Task description =
Which lines in the data below contain the word "info"? Pull each of them out.

(Beginning of The data)

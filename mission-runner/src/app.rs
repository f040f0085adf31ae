//! Orchestration for one mission run.
//!
//! Order matters: configuration errors abort before anything external runs,
//! setup problems only warn, auth problems are fatal, and source decode errors
//! degrade to an empty source set.

use std::path::{Path, PathBuf};

use anyhow::{Context, Result, anyhow};
use tracing::{debug, info, instrument, warn};

use crate::agents::{AgentCli, AgentKind};
use crate::config::RunConfig;
use crate::core::sources::ProcessedSources;
use crate::core::types::{AgentMissionRequest, MissionOutcome};
use crate::io::copilot_config::write_copilot_config;
use crate::io::github_auth::{IdentityLookup, configure_gh_auth};
use crate::io::github_env::EnvSink;
use crate::io::mission_text::resolve_mission;
use crate::io::process::{CommandRunner, CommandSpec};
use crate::io::sources::load_processed_sources;
use crate::io::workflow;
use crate::mission::execute_mission;

/// What a successful run did.
#[derive(Debug, Clone, PartialEq, Eq)]
pub struct RunReport {
    pub outcome: MissionOutcome,
    pub sources: ProcessedSources,
    /// Written Copilot MCP config, when the Copilot CLI was selected.
    pub copilot_config: Option<PathBuf>,
}

/// Execute a full run with the given collaborators.
#[instrument(
    skip_all,
    fields(
        agent = config.agent.as_str(),
        skip_setup = config.skip_setup,
        dry_run = config.dry_run
    )
)]
pub fn run<A, R, L>(
    config: &RunConfig,
    agent: &mut A,
    runner: &R,
    identity: &L,
) -> Result<RunReport>
where
    A: AgentCli,
    R: CommandRunner + ?Sized,
    L: IdentityLookup + ?Sized,
{
    let mission_text = resolve_mission(
        config.mission.as_deref(),
        config.template.as_deref(),
        &config.templates_dir,
    )?;
    debug!(mission_bytes = mission_text.len(), "resolved mission");

    let request = AgentMissionRequest {
        mission_text: mission_text.clone(),
        context_files: config.context_files.clone(),
        primary_model: config.model.clone(),
        fallback_model: config.fallback(),
        dry_run: config.dry_run,
        auth_token: config.agent_token(),
    };

    if config.skip_setup {
        if let Err(err) = agent.authenticate(&request.auth_token) {
            warn!(err = %format!("{err:#}"), "agent authentication failed with setup skipped");
        }
    } else {
        setup(config, agent, runner, identity, &request.auth_token)?;
    }

    let sources = match load_processed_sources(config.sources_config.as_deref()) {
        Ok(sources) => sources,
        Err(err) => {
            workflow::error(format!("Error parsing sources: {err:#}"));
            ProcessedSources::default()
        }
    };

    let copilot_config = if config.agent == AgentKind::Copilot {
        let home = require_home(config)?;
        let (path, payload) = write_copilot_config(home, &sources.mcp_servers)
            .context("write copilot config")?;
        workflow::notice(format!("Copilot config written to {}", path.display()));
        workflow::notice(payload.trim_end());
        Some(path)
    } else {
        None
    };

    let sink = EnvSink::from_github_env(config.github_env.clone());
    for (name, value) in [
        ("RESOLVED_MISSION", mission_text.as_str()),
        ("EXTRA_WEB_SOURCES", sources.web_sources.as_str()),
    ] {
        if let Err(err) = sink.export(name, value) {
            workflow::error(format!("Failed to export {name}: {err:#}"));
        }
    }

    let gh_present = runner
        .capture(&CommandSpec::new("gh").arg("--version"))
        .map(|out| out.success)
        .unwrap_or(false);
    if !gh_present {
        workflow::warning("gh CLI not found in path");
    }

    let outcome = execute_mission(
        &*agent,
        runner,
        request,
        &sources.web_sources,
        &config.pull_request,
    )
    .context("mission execution failed")?;

    info!(outcome = ?outcome, "run finished");
    Ok(RunReport {
        outcome,
        sources,
        copilot_config,
    })
}

/// Install (best effort), configure `gh` auth, and bind the agent credential.
fn setup<A, R, L>(
    config: &RunConfig,
    agent: &mut A,
    runner: &R,
    identity: &L,
    token: &str,
) -> Result<()>
where
    A: AgentCli,
    R: CommandRunner + ?Sized,
    L: IdentityLookup + ?Sized,
{
    if let Err(err) = agent.install(runner) {
        workflow::warning(format!("Setup failed ({} CLI): {err:#}", agent.name()));
    }

    match config.agent {
        AgentKind::Copilot => {
            configure_gh_auth(identity, &config.github_token, require_home(config)?)
                .context("gh auth failed")?;
        }
        AgentKind::Gemini => {
            if token.is_empty() {
                return Err(anyhow!("GEMINI_API_KEY is missing or empty in environment"));
            }
            workflow::debug("GEMINI_API_KEY found in environment.");
            // PR creation still goes through gh.
            if !config.github_token.is_empty() {
                configure_gh_auth(identity, &config.github_token, require_home(config)?)
                    .context("gh auth failed")?;
            }
        }
    }

    agent.authenticate(token).context("ai cli auth failed")
}

fn require_home(config: &RunConfig) -> Result<&Path> {
    config
        .home
        .as_deref()
        .filter(|home| !home.as_os_str().is_empty())
        .ok_or_else(|| anyhow!("HOME is not set"))
}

(End of The data)

Written solution =
use tracing::{debug, info, instrument, warn};
    info!(outcome = ?outcome, "run finished");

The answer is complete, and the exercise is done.